• ENTRIES SHOWN
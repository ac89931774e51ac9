//! Full suite run.

use super::load_config;
use crate::ConfigArgs;
use anyhow::Result;
use console::style;
use cutest_core::{CutestError, Harness, Outcome, Reporter, TestFile};
use std::path::PathBuf;
use tracing::debug;

/// Prints one status line per test as it completes.
struct ConsoleReporter;

impl Reporter for ConsoleReporter {
    fn test_finished(&mut self, test: &TestFile, outcome: Outcome) {
        let label = match outcome {
            Outcome::Success => style(outcome.label()).green().bold(),
            Outcome::Failed => style(outcome.label()).red().bold(),
            Outcome::Timeout => style(outcome.label()).yellow().bold(),
            Outcome::Ignored => style(outcome.label()).dim(),
        };
        match outcome {
            Outcome::Timeout => println!("{}: {} took too long.", label, test),
            Outcome::Ignored => println!("{}: {}", label, test),
            _ => println!("{}: {}.", label, test),
        }
    }

    fn test_errored(&mut self, test: &TestFile, error: &CutestError) {
        println!("{}: {}: {}", style("ERROR").red().bold(), test, error);
    }
}

/// Run every test in the suite and print the tally.
pub async fn run(args: &ConfigArgs, exe: Option<PathBuf>, timeout_ms: Option<u64>) -> Result<()> {
    let mut config = load_config(args)?;
    if let Some(exe) = exe {
        config.executable = exe;
    }
    if let Some(timeout_ms) = timeout_ms {
        config.timeout_ms = timeout_ms;
    }
    config.validate()?;
    debug!(?config, "resolved configuration");

    let stats = Harness::from_config(&config)
        .run_with_reporter(&mut ConsoleReporter)
        .await?;

    println!("\n\n");
    println!("Total tests run: {}", style(stats.total()).bold());
    println!(
        "{} x successful",
        style(stats.count(Outcome::Success)).green()
    );
    println!("{} x failed", style(stats.count(Outcome::Failed)).red());
    println!(
        "{} x timed-out",
        style(stats.count(Outcome::Timeout)).yellow()
    );
    println!("{} x ignored", style(stats.count(Outcome::Ignored)).dim());
    if stats.errored() > 0 {
        println!("{} x errored", style(stats.errored()).red());
    }

    Ok(())
}
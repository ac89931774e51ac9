//! Test file discovery.

use crate::error::{CutestError, Result};
use crate::types::TestFile;
use std::fs;
use std::path::Path;
use tracing::debug;

/// List the test files directly inside `suite_dir`.
///
/// Only regular files (symlinks are followed) whose name ends with
/// `extension` are returned, sorted by path. Subdirectories are never
/// entered.
///
/// # Errors
///
/// Returns [`CutestError::SuiteUnreadable`] if the directory is missing or
/// cannot be listed.
pub fn discover(suite_dir: &Path, extension: &str) -> Result<Vec<TestFile>> {
    let unreadable = |source| CutestError::SuiteUnreadable {
        path: suite_dir.to_path_buf(),
        source,
    };

    let mut tests = Vec::new();
    for entry in fs::read_dir(suite_dir).map_err(unreadable)? {
        let entry = entry.map_err(unreadable)?;
        let path = entry.path();

        let matches_suffix = entry
            .file_name()
            .as_encoded_bytes()
            .ends_with(extension.as_bytes());
        if !matches_suffix {
            continue;
        }

        // Broken links and files that vanish mid-listing are skipped.
        match fs::metadata(&path) {
            Ok(meta) if meta.is_file() => tests.push(TestFile::new(path)),
            Ok(_) => debug!(path = %path.display(), "skipping non-regular entry"),
            Err(e) => debug!(path = %path.display(), error = %e, "skipping unreadable entry"),
        }
    }

    tests.sort();
    debug!(suite = %suite_dir.display(), count = tests.len(), "discovered test files");
    Ok(tests)
}
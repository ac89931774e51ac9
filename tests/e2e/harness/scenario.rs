use super::assertions::Assertion;
use super::runner::{RunReport, ScenarioRunner};
use anyhow::{Context, Result};
use cutest_core::Outcome;
use std::path::PathBuf;
use std::time::Duration;

/// Behaviour of a generated test file when the executable runs it
#[derive(Clone, Debug)]
pub enum TestKind {
    /// Exits 0
    Passing,
    /// Exits 1
    Failing,
    /// Exits with an arbitrary code
    ExitsWith(i32),
    /// Never finishes on its own
    Hanging,
    /// Starts with the opt-out marker; would pass if run
    Ignored,
    /// Literal file content, not a spy
    Raw(String),
}

/// Fluent DSL for building test scenarios
pub struct Scenario {
    name: String,
    fixture: Option<String>,
    tests: Vec<(String, TestKind)>,
    subdirs: Vec<String>,
    executable: Option<PathBuf>,
    timeout: Duration,
    assertions: Vec<Assertion>,
}

impl Scenario {
    /// Create a new scenario with the given name
    pub fn new(name: &str) -> Self {
        Self {
            name: name.to_string(),
            fixture: None,
            tests: Vec::new(),
            subdirs: Vec::new(),
            executable: None,
            // Generous enough that shell startup never trips it on a busy machine.
            timeout: Duration::from_millis(1000),
            assertions: Vec::new(),
        }
    }

    // ===== Suite setup =====

    /// Seed the suite directory from `tests/fixtures/<name>`
    pub fn from_fixture(mut self, name: &str) -> Self {
        self.fixture = Some(name.to_string());
        self
    }

    /// Add a test file of the given kind
    pub fn with_test(mut self, name: &str, kind: TestKind) -> Self {
        self.tests.push((name.to_string(), kind));
        self
    }

    /// Add a test file that exits 0
    pub fn passing(self, name: &str) -> Self {
        self.with_test(name, TestKind::Passing)
    }

    /// Add a test file that exits 1
    pub fn failing(self, name: &str) -> Self {
        self.with_test(name, TestKind::Failing)
    }

    /// Add a test file that never exits
    pub fn hanging(self, name: &str) -> Self {
        self.with_test(name, TestKind::Hanging)
    }

    /// Add a test file carrying the opt-out marker
    pub fn ignored(self, name: &str) -> Self {
        self.with_test(name, TestKind::Ignored)
    }

    /// Add a file with literal content
    pub fn with_file(self, name: &str, content: &str) -> Self {
        self.with_test(name, TestKind::Raw(content.to_string()))
    }

    /// Add a subdirectory to the suite directory
    pub fn with_subdir(mut self, name: &str) -> Self {
        self.subdirs.push(name.to_string());
        self
    }

    /// Run tests with something other than `/bin/sh`
    pub fn with_executable(mut self, executable: impl Into<PathBuf>) -> Self {
        self.executable = Some(executable.into());
        self
    }

    /// Override the per-test budget
    pub fn with_timeout(mut self, timeout: Duration) -> Self {
        self.timeout = timeout;
        self
    }

    // ===== Assertions =====

    /// Assert the exact tally of the four outcome categories
    pub fn assert_tally(
        mut self,
        success: usize,
        failed: usize,
        timeout: usize,
        ignored: usize,
    ) -> Self {
        self.assertions.push(Assertion::Tally {
            success,
            failed,
            timeout,
            ignored,
        });
        self
    }

    /// Assert the total number of tests processed
    pub fn assert_total(mut self, total: usize) -> Self {
        self.assertions.push(Assertion::Total(total));
        self
    }

    /// Assert a single file's outcome
    pub fn assert_outcome(mut self, name: &str, outcome: Outcome) -> Self {
        self.assertions.push(Assertion::OutcomeOf {
            name: name.to_string(),
            outcome,
        });
        self
    }

    /// Assert the executable was started for exactly these files, in order
    pub fn assert_invoked(mut self, names: &[&str]) -> Self {
        self.assertions.push(Assertion::InvokedExactly(
            names.iter().map(|n| n.to_string()).collect(),
        ));
        self
    }

    /// Assert the executable was never started for a file
    pub fn assert_not_invoked(mut self, name: &str) -> Self {
        self.assertions.push(Assertion::NotInvoked(name.to_string()));
        self
    }

    /// Assert a hanging file's process is gone after the run
    pub fn assert_process_reaped(mut self, name: &str) -> Self {
        self.assertions.push(Assertion::ProcessReaped(name.to_string()));
        self
    }

    /// Add a custom assertion
    pub fn assert_custom<F>(mut self, f: F) -> Self
    where
        F: Fn(&RunReport) -> Result<()> + 'static,
    {
        self.assertions.push(Assertion::Custom(Box::new(f)));
        self
    }

    // ===== Execution =====

    /// Run the scenario and check every assertion
    pub fn run(self) -> Result<RunReport> {
        let mut runner =
            ScenarioRunner::prepare(self.fixture.as_deref(), &self.tests, &self.subdirs)
                .with_context(|| format!("Scenario '{}': setup failed", self.name))?;
        if let Some(executable) = self.executable {
            runner = runner.with_executable(executable);
        }

        let report = runner
            .execute(self.timeout)
            .with_context(|| format!("Scenario '{}': run failed", self.name))?;

        for (i, assertion) in self.assertions.iter().enumerate() {
            assertion.check(&report).with_context(|| {
                format!("Scenario '{}': assertion {} {:?}", self.name, i, assertion)
            })?;
        }

        Ok(report)
    }
}
//! Interactive console for the rucrypt cipher engines.
//!
//! Thin front end: prompts for keys and text on stdin, runs the selected
//! engine, prints the result or the error kind. No cipher logic lives here.

use std::io::{self, Write};

use rucrypt::{Cipher, GronsfeldCipher, RouteCipher};

fn main() {
    println!("=== rucrypt: classical Russian-alphabet ciphers ===");
    loop {
        print_menu();
        match read_line("Choose an action: ").as_str() {
            "1" => run_gronsfeld(Mode::Encrypt),
            "2" => run_gronsfeld(Mode::Decrypt),
            "3" => run_route(Mode::Encrypt),
            "4" => run_route(Mode::Decrypt),
            "5" => print_help(),
            "6" => break,
            other => println!("Unknown action: '{}'", other),
        }
    }
}

enum Mode {
    Encrypt,
    Decrypt,
}

fn print_menu() {
    println!();
    println!("1. Gronsfeld: encrypt");
    println!("2. Gronsfeld: decrypt");
    println!("3. Route transposition: encrypt");
    println!("4. Route transposition: decrypt");
    println!("5. Help");
    println!("6. Exit");
}

fn print_help() {
    println!();
    println!("Gronsfeld substitution: the key is a word of Russian letters;");
    println!("each letter's alphabet position becomes a cyclic shift mod 32.");
    println!("Route transposition: the key is a column count (1..=1000);");
    println!("text is written into a grid by rows and read out by columns,");
    println!("right to left. Text may contain letters and spaces only.");
}

fn run_gronsfeld(mode: Mode) {
    let key = read_line("Enter the key word: ");
    let cipher = match GronsfeldCipher::new(&key) {
        Ok(cipher) => cipher,
        Err(err) => {
            println!("Key error: {}", err);
            return;
        }
    };
    apply(&cipher, mode);
}

fn run_route(mode: Mode) {
    let cipher = loop {
        let input = read_line("Enter the key (column count): ");
        let key: i32 = match input.parse() {
            Ok(key) => key,
            Err(_) => {
                println!("The key must be an integer, got '{}'", input);
                continue;
            }
        };
        match RouteCipher::new(key) {
            Ok(cipher) => break cipher,
            Err(err) => println!("Key error: {}", err),
        }
    };
    apply(&cipher, mode);
}

fn apply(cipher: &dyn Cipher, mode: Mode) {
    let text = read_line("Enter the text: ");
    let result = match mode {
        Mode::Encrypt => cipher.encrypt(&text),
        Mode::Decrypt => cipher.decrypt(&text),
    };
    match result {
        Ok(output) => println!("Result: {}", output),
        Err(err) => println!("Error: {}", err),
    }
}

fn read_line(prompt: &str) -> String {
    print!("{}", prompt);
    io::stdout().flush().unwrap();
    let mut line = String::new();
    io::stdin().read_line(&mut line).unwrap();
    line.trim_end_matches(['\r', '\n']).to_string()
}
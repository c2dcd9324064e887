//! Error types for the rucrypt library.

use thiserror::Error;

/// Errors produced by the cipher engines.
///
/// Every validation failure aborts the current call and reports one of these
/// kinds; there is no silent recovery. Callers match on the kind to decide
/// how to re-prompt or retry.
#[derive(Error, Debug, Clone, PartialEq, Eq)]
pub enum CipherError {
    /// Substitution key string is empty.
    #[error("key must not be empty")]
    EmptyKey,
    /// Substitution key contains a character that is not a letter.
    #[error("key must contain only letters")]
    InvalidKeyCharacter,
    /// Substitution key is alphabetic but contains no letters of the cipher
    /// alphabet (e.g. an all-Latin key).
    #[error("key has no letters from the cipher alphabet")]
    KeyHasNoValidLetters,
    /// Transposition column count is zero or negative.
    #[error("column count must be a positive number")]
    InvalidKey,
    /// Transposition column count exceeds the maximum of 1000.
    #[error("column count must not exceed 1000")]
    KeyTooLarge,
    /// Text argument is empty.
    #[error("text must not be empty")]
    EmptyText,
    /// Text contains a character that is neither a letter nor a space.
    #[error("text may contain only letters and spaces")]
    InvalidTextCharacter,
    /// Text contains no letters of the cipher alphabet after mapping.
    #[error("text has no letters from the cipher alphabet")]
    TextHasNoValidLetters,
    /// Transposition column count exceeds the text length.
    #[error("column count must not exceed the text length")]
    KeyExceedsTextLength,
    /// Derived transposition table would exceed the row limit of 10000.
    #[error("table is too large for transposition")]
    TableTooLarge,
    /// Computed alphabet index fell outside the alphabet bounds.
    #[error("alphabet index is out of range")]
    IndexOutOfRange,
}
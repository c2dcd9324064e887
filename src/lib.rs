//! Classical text cipher engines for the 32-letter Russian alphabet.
//!
//! Two independent engines, historically significant and cryptographically
//! weak — study and demonstration material, not protection:
//!
//! - [`GronsfeldCipher`] — polyalphabetic substitution. A letter key becomes
//!   a sequence of numeric shifts (alphabet indices) that repeats cyclically
//!   over the text; encryption adds the shift mod 32.
//! - [`RouteCipher`] — columnar route transposition. The text is written
//!   into a rectangular grid row by row and read out column by column from
//!   the right; the column count is the key.
//!
//! # Architecture
//!
//! ```text
//! alphabet        (32-letter table — letter ↔ index bijection)
//!     ↑ indexes
//! GronsfeldCipher (letter key → cyclic mod-32 shifts over mapped text)
//! RouteCipher     (column count → grid write/read traversals, no mapping)
//! ```
//!
//! The engines share no cipher logic. Both validate their input, fail with a
//! distinct [`CipherError`] kind on every violation, and are immutable after
//! construction: `encrypt`/`decrypt` take `&self`, build any working state
//! fresh per call, and can run concurrently without synchronization.
//!
//! # Examples
//!
//! Substitution — a round trip upper-cases the text and strips spaces:
//!
//! ```
//! use rucrypt::GronsfeldCipher;
//!
//! let cipher = GronsfeldCipher::new("ДОЖДИ").unwrap();
//! let ciphertext = cipher.encrypt("привет мир").unwrap();
//! assert_eq!(cipher.decrypt(&ciphertext).unwrap(), "ПРИВЕТМИР");
//! ```
//!
//! Transposition — a round trip is the exact identity:
//!
//! ```
//! use rucrypt::RouteCipher;
//!
//! let cipher = RouteCipher::new(3).unwrap();
//! let ciphertext = cipher.encrypt("ПРИВЕТ МИР").unwrap();
//! assert_eq!(cipher.decrypt(&ciphertext).unwrap(), "ПРИВЕТ МИР");
//! ```

#![deny(clippy::all)]

pub mod alphabet;
pub mod error;

mod gronsfeld;
mod route;

pub use error::CipherError;
pub use gronsfeld::GronsfeldCipher;
pub use route::RouteCipher;

/// The encrypt/decrypt capability both engines expose.
///
/// Useful for driving either engine through one code path, e.g. in symmetry
/// tests or a console front end.
///
/// # Examples
///
/// ```
/// use rucrypt::{Cipher, GronsfeldCipher, RouteCipher};
///
/// let ciphers: Vec<Box<dyn Cipher>> = vec![
///     Box::new(GronsfeldCipher::new("КЛЮЧ").unwrap()),
///     Box::new(RouteCipher::new(3).unwrap()),
/// ];
/// for cipher in &ciphers {
///     let ciphertext = cipher.encrypt("ШИФРОВАНИЕ").unwrap();
///     assert_eq!(cipher.decrypt(&ciphertext).unwrap(), "ШИФРОВАНИЕ");
/// }
/// ```
pub trait Cipher {
    /// Encrypts `text`, returning the ciphertext.
    ///
    /// # Errors
    /// Returns a [`CipherError`] describing the first validation failure.
    fn encrypt(&self, text: &str) -> Result<String, CipherError>;

    /// Decrypts `cipher_text`, returning the plaintext.
    ///
    /// # Errors
    /// Returns a [`CipherError`] describing the first validation failure.
    fn decrypt(&self, cipher_text: &str) -> Result<String, CipherError>;
}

• YOUR INSTRUCTIONS
How many of the lines above hold the word "skipping"? Give only that number.

• YOUR RESPONSE
2